◆ **What to produce**: Print the records below exactly as they appear.

◆ **Supplied data**:
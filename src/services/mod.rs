pub mod goal_service;
pub mod record_service;
pub mod session_service;
pub mod statistics_service;
pub mod streak_service;
pub mod wellness_service;
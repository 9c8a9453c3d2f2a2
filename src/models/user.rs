use serde::{Deserialize, Serialize};

/// Identity shape handed back by the federated auth provider. The core only
/// ever consumes `uid`; the rest is carried for the profile mirror.
#[derive(Debug, Clone, Serialize, Deserialize, PartialEq, Eq)]
#[serde(rename_all = "camelCase")]
pub struct UserProfile {
    pub uid: String,
    pub email: String,
    #[serde(default)]
    pub display_name: Option<String>,
}
use async_trait::async_trait;
use chrono::{DateTime, Utc};
use serde::{Deserialize, Serialize};
use serde_json::{Map as JsonMap, Value as JsonValue};

use crate::error::AppResult;
use crate::models::record::{Record, RecordCategory};

pub mod memory;
pub mod rest;

/// Upper bound applied to every list read so a large history cannot blow up
/// client memory.
pub const DEFAULT_FETCH_LIMIT: usize = 100;

/// Tenant-scoped collection address: `users/{uid}/{collection}`. This scheme
/// is the one store contract preserved bit-for-bit across backends.
#[derive(Debug, Clone, PartialEq, Eq, Hash)]
pub struct CollectionPath {
    pub uid: String,
    pub category: RecordCategory,
}

impl CollectionPath {
    pub fn new(uid: impl Into<String>, category: RecordCategory) -> Self {
        Self {
            uid: uid.into(),
            category,
        }
    }

    pub fn relative(&self) -> String {
        format!("users/{}/{}", self.uid, self.category.as_str())
    }
}

/// Document as the store hands it back: server-assigned id and timestamps
/// plus the flat payload fields.
#[derive(Debug, Clone, Serialize, Deserialize)]
#[serde(rename_all = "camelCase")]
pub struct StoredDocument {
    pub id: String,
    pub created_at: DateTime<Utc>,
    pub updated_at: DateTime<Utc>,
    #[serde(default)]
    pub fields: JsonMap<String, JsonValue>,
}

impl StoredDocument {
    pub fn into_record(self, uid: &str, category: RecordCategory) -> Record {
        Record {
            id: self.id,
            user_id: uid.to_string(),
            category,
            created_at: self.created_at,
            updated_at: self.updated_at,
            fields: self.fields,
        }
    }
}

#[derive(Debug, Clone)]
pub struct ListQuery {
    pub limit: usize,
    /// Optional equality filter on one payload field, e.g.
    /// `("activityType", "running")`.
    pub field_equals: Option<(String, String)>,
}

impl Default for ListQuery {
    fn default() -> Self {
        Self {
            limit: DEFAULT_FETCH_LIMIT,
            field_equals: None,
        }
    }
}

impl ListQuery {
    pub fn with_limit(limit: usize) -> Self {
        Self {
            limit,
            field_equals: None,
        }
    }

    pub fn field_equals(mut self, field: impl Into<String>, value: impl Into<String>) -> Self {
        self.field_equals = Some((field.into(), value.into()));
        self
    }
}

/// Remote document database seam. All calls are async, non-blocking network
/// operations; implementations map transport failures onto the recoverable
/// `Unavailable` condition.
#[async_trait]
pub trait DocumentStore: Send + Sync {
    /// Append-only write; the store assigns id and both timestamps.
    async fn insert(
        &self,
        path: &CollectionPath,
        fields: JsonMap<String, JsonValue>,
    ) -> AppResult<StoredDocument>;

    /// Newest-first window over one collection.
    async fn list(&self, path: &CollectionPath, query: &ListQuery)
        -> AppResult<Vec<StoredDocument>>;

    /// Merge-patch a document. Returns `Ok(false)` when the id is unknown.
    async fn update(
        &self,
        path: &CollectionPath,
        id: &str,
        patch: JsonMap<String, JsonValue>,
    ) -> AppResult<bool>;

    /// Returns `Ok(false)` when the id is unknown.
    async fn delete(&self, path: &CollectionPath, id: &str) -> AppResult<bool>;

    /// The per-user root document (`users/{uid}`) carrying `goals`,
    /// `streaks` and `statistics`. `None` when it does not exist yet.
    async fn read_root(&self, uid: &str) -> AppResult<Option<JsonMap<String, JsonValue>>>;

    /// Merge-patch the root document, creating it if missing.
    async fn merge_root(&self, uid: &str, patch: JsonMap<String, JsonValue>) -> AppResult<()>;

    /// All-or-nothing batched delete of every record collection plus the
    /// root document.
    async fn delete_user_tree(&self, uid: &str) -> AppResult<()>;
}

◆ **Solution to the exercise**:
filename src/services/mod.rs
pub mod goal_service;
pub mod record_service;
pub mod session_service;
pub mod statistics_service;
pub mod streak_service;
pub mod wellness_service;
repository 9c8a9453c3d2f2a2
filename src/models/user.rs
use serde::{Deserialize, Serialize};

/// Identity shape handed back by the federated auth provider. The core only
/// ever consumes `uid`; the rest is carried for the profile mirror.
#[derive(Debug, Clone, Serialize, Deserialize, PartialEq, Eq)]
#[serde(rename_all = "camelCase")]
pub struct UserProfile {
    pub uid: String,
    pub email: String,
    #[serde(default)]
    pub display_name: Option<String>,
}
use async_trait::async_trait;
use chrono::{DateTime, Utc};
use serde::{Deserialize, Serialize};
use serde_json::{Map as JsonMap, Value as JsonValue};

use crate::error::AppResult;
use crate::models::record::{Record, RecordCategory};

pub mod memory;
pub mod rest;

/// Upper bound applied to every list read so a large history cannot blow up
/// client memory.
pub const DEFAULT_FETCH_LIMIT: usize = 100;

/// Tenant-scoped collection address: `users/{uid}/{collection}`. This scheme
/// is the one store contract preserved bit-for-bit across backends.
#[derive(Debug, Clone, PartialEq, Eq, Hash)]
pub struct CollectionPath {
    pub uid: String,
    pub category: RecordCategory,
}

impl CollectionPath {
    pub fn new(uid: impl Into<String>, category: RecordCategory) -> Self {
        Self {
            uid: uid.into(),
            category,
        }
    }

    pub fn relative(&self) -> String {
        format!("users/{}/{}", self.uid, self.category.as_str())
    }
}

/// Document as the store hands it back: server-assigned id and timestamps
/// plus the flat payload fields.
#[derive(Debug, Clone, Serialize, Deserialize)]
#[serde(rename_all = "camelCase")]
pub struct StoredDocument {
    pub id: String,
    pub created_at: DateTime<Utc>,
    pub updated_at: DateTime<Utc>,
    #[serde(default)]
    pub fields: JsonMap<String, JsonValue>,
}

impl StoredDocument {
    pub fn into_record(self, uid: &str, category: RecordCategory) -> Record {
        Record {
            id: self.id,
            user_id: uid.to_string(),
            category,
            created_at: self.created_at,
            updated_at: self.updated_at,
            fields: self.fields,
        }
    }
}

#[derive(Debug, Clone)]
pub struct ListQuery {
    pub limit: usize,
    /// Optional equality filter on one payload field, e.g.
    /// `("activityType", "running")`.
    pub field_equals: Option<(String, String)>,
}

impl Default for ListQuery {
    fn default() -> Self {
        Self {
            limit: DEFAULT_FETCH_LIMIT,
            field_equals: None,
        }
    }
}

impl ListQuery {
    pub fn with_limit(limit: usize) -> Self {
        Self {
            limit,
            field_equals: None,
        }
    }

    pub fn field_equals(mut self, field: impl Into<String>, value: impl Into<String>) -> Self {
        self.field_equals = Some((field.into(), value.into()));
        self
    }
}

/// Remote document database seam. All calls are async, non-blocking network
/// operations; implementations map transport failures onto the recoverable
/// `Unavailable` condition.
#[async_trait]
pub trait DocumentStore: Send + Sync {
    /// Append-only write; the store assigns id and both timestamps.
    async fn insert(
        &self,
        path: &CollectionPath,
        fields: JsonMap<String, JsonValue>,
    ) -> AppResult<StoredDocument>;

    /// Newest-first window over one collection.
    async fn list(&self, path: &CollectionPath, query: &ListQuery)
        -> AppResult<Vec<StoredDocument>>;

    /// Merge-patch a document. Returns `Ok(false)` when the id is unknown.
    async fn update(
        &self,
        path: &CollectionPath,
        id: &str,
        patch: JsonMap<String, JsonValue>,
    ) -> AppResult<bool>;

    /// Returns `Ok(false)` when the id is unknown.
    async fn delete(&self, path: &CollectionPath, id: &str) -> AppResult<bool>;

    /// The per-user root document (`users/{uid}`) carrying `goals`,
    /// `streaks` and `statistics`. `None` when it does not exist yet.
    async fn read_root(&self, uid: &str) -> AppResult<Option<JsonMap<String, JsonValue>>>;

    /// Merge-patch the root document, creating it if missing.
    async fn merge_root(&self, uid: &str, patch: JsonMap<String, JsonValue>) -> AppResult<()>;

    /// All-or-nothing batched delete of every record collection plus the
    /// root document.
    async fn delete_user_tree(&self, uid: &str) -> AppResult<()>;
}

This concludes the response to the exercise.